In case it helps anyone else, increasing the ScaledObject pollingInterval made a massive difference to the ArgoCD CPU usage.

BongoEADGC6 commented 1 year ago

I've been seeing this a lot still on v2.6.2 with two different metallb deployments. Constantly loops over them and the orphanedResources is not in the project spec for default.

roeizavida commented 1 year ago

In v2.6.1 with ignoreAggregatedRoles: true, ignoreResourceStatusField: all, timeout.reconciliation: 300s and increased polling interval for Keda, the issue is still present. The application controller (4 replicas) is using 16 CPUs with ~280 applications.

neiljain commented 1 year ago

ArgoCD version:

{
    "Version": "v2.5.7+e0ee345",
    "BuildDate": "2023-01-18T02:23:39Z",
    "GitCommit": "e0ee3458d0921ad636c5977d96873d18590ecf1a",
    "GitTreeState": "clean",
    "GoVersion": "go1.18.10",
    "Compiler": "gc",
    "Platform": "linux/amd64",
    "KustomizeVersion": "v4.5.7 2022-08-02T16:35:54Z",
    "HelmVersion": "v3.10.3+g835b733",
    "KubectlVersion": "v0.24.2",
    "JsonnetVersion": "v0.18.0"
}

we even bumped timeout.reconciliation from 30m to 2h, but that didn't help.

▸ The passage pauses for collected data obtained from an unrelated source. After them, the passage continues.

//! Server-sent-events decoding for OpenAI-compatible chat completion streams.
//!
//! [`SseDecoder`] is fed raw body bytes as they arrive and yields one
//! [`StreamEvent`] per `data:` line that carries text or tool-call deltas.
//! Lines may be split across network chunks, so bytes are buffered until a
//! newline arrives. When the body ends, [`SseDecoder::finish`] decodes any
//! final line that never got one.

use serde::Deserialize;
use serde_json::Value;

use super::source::{CallFragment, StreamError, StreamEvent};

#[derive(Deserialize)]
struct ChunkBody {
    choices: Option<Vec<Choice>>,
    error: Option<Value>,
}

#[derive(Deserialize)]
struct Choice {
    delta: Option<Delta>,
}

#[derive(Deserialize)]
struct Delta {
    content: Option<String>,
    tool_calls: Option<Vec<DeltaCall>>,
}

#[derive(Deserialize)]
struct DeltaCall {
    index: Option<u32>,
    id: Option<String>,
    function: Option<DeltaFunction>,
}

#[derive(Deserialize)]
struct DeltaFunction {
    name: Option<String>,
    arguments: Option<String>,
}

/// Incremental decoder for an SSE response body.
#[derive(Debug, Default)]
pub struct SseDecoder {
    buffer: Vec<u8>,
    done: bool,
}

impl SseDecoder {
    pub fn new() -> Self {
        Self::default()
    }

    /// Consumes a chunk of body bytes and returns the events completed by it.
    pub fn feed(&mut self, bytes: &[u8]) -> Vec<Result<StreamEvent, StreamError>> {
        self.buffer.extend_from_slice(bytes);
        let mut events = Vec::new();

        while let Some(pos) = self.buffer.iter().position(|b| *b == b'\n') {
            let line: Vec<u8> = self.buffer.drain(..=pos).collect();
            if self.done {
                continue;
            }
            let line = String::from_utf8_lossy(&line);
            if let Some(event) = self.decode_line(line.trim_end_matches(['\n', '\r'])) {
                events.push(event);
            }
        }

        events
    }

    /// Decodes the unterminated tail left in the buffer once the body ends.
    ///
    /// A truncated chunk surfaces as [`StreamError::Decode`]. The decoder
    /// yields nothing after this.
    pub fn finish(&mut self) -> Option<Result<StreamEvent, StreamError>> {
        let rest = std::mem::take(&mut self.buffer);
        if self.done {
            return None;
        }
        let line = String::from_utf8_lossy(&rest);
        let event = self.decode_line(line.trim_end_matches(['\n', '\r']));
        self.done = true;
        event
    }

    fn decode_line(&mut self, line: &str) -> Option<Result<StreamEvent, StreamError>> {
        let data = line.strip_prefix("data:")?.trim_start();
        if data == "[DONE]" {
            self.done = true;
            return None;
        }
        if data.is_empty() {
            return None;
        }
        match parse_chunk(data) {
            Ok(Some(event)) => Some(Ok(event)),
            Ok(None) => None,
            Err(e) => Some(Err(e)),
        }
    }
}

/// Converts one JSON chunk into an event, or `None` if it carries nothing
/// the accumulator cares about (role-only deltas, usage chunks).
pub fn parse_chunk(data: &str) -> Result<Option<StreamEvent>, StreamError> {
    let body: ChunkBody =
        serde_json::from_str(data).map_err(|e| StreamError::Decode(format!("{e}: {data}")))?;

    if let Some(error) = body.error {
        let message = error
            .get("message")
            .and_then(Value::as_str)
            .map(String::from)
            .unwrap_or_else(|| error.to_string());
        return Err(StreamError::Decode(message));
    }

    let Some(delta) = body
        .choices
        .and_then(|choices| choices.into_iter().next())
        .and_then(|choice| choice.delta)
    else {
        return Ok(None);
    };

    let text = delta.content.filter(|t| !t.is_empty());
    let calls: Vec<CallFragment> = delta
        .tool_calls
        .unwrap_or_default()
        .into_iter()
        .map(|call| {
            let (name, arguments) = match call.function {
                Some(f) => (f.name, f.arguments),
                None => (None, None),
            };
            CallFragment {
                index: call.index.unwrap_or(0),
                id: call.id,
                name,
                arguments,
            }
        })
        .collect();

    if text.is_none() && calls.is_empty() {
        return Ok(None);
    }
    Ok(Some(StreamEvent { text, calls }))
}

we ran into this issue when using custom plugins for our applications:

      plugin:
        env: []
        name: custom-plugin
      repoURL: ssh://git@<your-repo-server>/argo/deploy-sample-app.git
      targetRevision: main

and noticed the following logs in application controller: {"application":"argocd/deploy-sample-“app,”level":"info","msg":"Refreshing app status (spec.source differs), level (3)","time":"2023-03-02T06:16:35Z"}

with multiple test environments configured to use argocd and 100s of argo apps per env, this crashed our git servers every couple of days.

so we had to add the following dummy var to fix the constant refresh of the app:

      plugin:
        env:
        - name: DUMMY_VAR_TO_STOP_ARGO_REFRESH
          value: "true"
nferro commented 1 year ago

I'm also seeing this issue with AzureKeyVaultSecret

argocd-application-controller-8] time="2023-03-10T00:39:15Z" level=debug msg="Refreshing app argocd/application for change in cluster of object namespace/avk of type spv.no/v1/AzureKeyVaultSecret"

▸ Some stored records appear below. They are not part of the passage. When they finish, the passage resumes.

//! File loading and merging for otto configuration.

use anyhow::{Context, Result};
use std::fs;
use std::path::Path;

use super::types::Config;

/// Written on first run so users have something to edit.
const DEFAULT_CONFIG_TOML: &str = r#"# otto configuration
# model = "gpt-5-mini"
# base_url = "https://api.openai.com/v1"
api_key = "{env:OPENAI_API_KEY}"
# stream_timeout_secs = 120
# fallback_command = "./scripts/handle-tool"
#
# [[tools]]
# name = "lint"
# description = "Run the project linter"
# command = "make lint"
"#;

impl Config {
    /// Loads the global config from `~/.config/otto/config.toml`.
    ///
    /// If no config file exists, creates one with an `{env:VAR}` placeholder
    /// for the API key and returns it.
    pub(super) fn load_global() -> Result<Self> {
        let path = Self::config_path()?;
        if !path.exists() {
            if let Some(parent) = path.parent() {
                fs::create_dir_all(parent)?;
            }
            if let Err(e) = fs::write(&path, DEFAULT_CONFIG_TOML) {
                tracing::debug!(path = %path.display(), error = %e, "could not write default config");
            }
            return Self::parse(DEFAULT_CONFIG_TOML, &path);
        }

        let contents = fs::read_to_string(&path)
            .with_context(|| format!("Failed to read config from {:?}", path))?;
        Self::parse(&contents, &path)
    }

    /// Look for otto.toml in `start`, then walk up to the git root.
    pub(super) fn load_project(start: &Path) -> Result<Option<Config>> {
        let mut dir = start.to_path_buf();
        loop {
            let candidate = dir.join(crate::constants::PROJECT_CONFIG_FILENAME);
            if candidate.exists() {
                let contents = fs::read_to_string(&candidate)
                    .with_context(|| format!("Failed to read config from {:?}", candidate))?;
                return Self::parse(&contents, &candidate).map(Some);
            }
            // Stop at git root or filesystem root
            if dir.join(".git").exists() || !dir.pop() {
                break;
            }
        }
        Ok(None)
    }

    fn parse(contents: &str, path: &Path) -> Result<Config> {
        toml::from_str(contents).with_context(|| format!("Failed to parse config at {:?}", path))
    }

    /// Merge project config over global config.
    /// Project values win when present; tool lists are concatenated.
    pub(super) fn merge(global: Config, project: Config) -> Config {
        Config {
            model: project.model.or(global.model),
            api_key: project.api_key.or(global.api_key),
            base_url: project.base_url.or(global.base_url),
            system_prompt: project.system_prompt.or(global.system_prompt),
            max_steps: project.max_steps.or(global.max_steps),
            stream_timeout_secs: project.stream_timeout_secs.or(global.stream_timeout_secs),
            verbose: project.verbose.or(global.verbose),
            fallback_command: project.fallback_command.or(global.fallback_command),
            // Later definitions replace earlier ones of the same name when registered.
            tools: global.tools.into_iter().chain(project.tools).collect(),
        }
    }
}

this then triggers a level (1) refresh that takes a long time:

[argocd-application-controller-8] time="2023-03-10T00:39:14Z" level=info msg="Refreshing app status (controller refresh requested), level (1)" application= argocd/application
agaudreault commented 1 year ago

The behavior can be configured in ignoreResourceUpdates to resolve this issue.

tooptoop4 commented 5 months ago

@Funk66 did u submit a PR for https://github.com/argoproj/argo-cd/issues/8100#issuecomment-1033514595 ?

Funk66 commented 5 months ago

I tried implementing a fix but couldn't make it work fully. I may try again in the coming weeks, if nobody else does.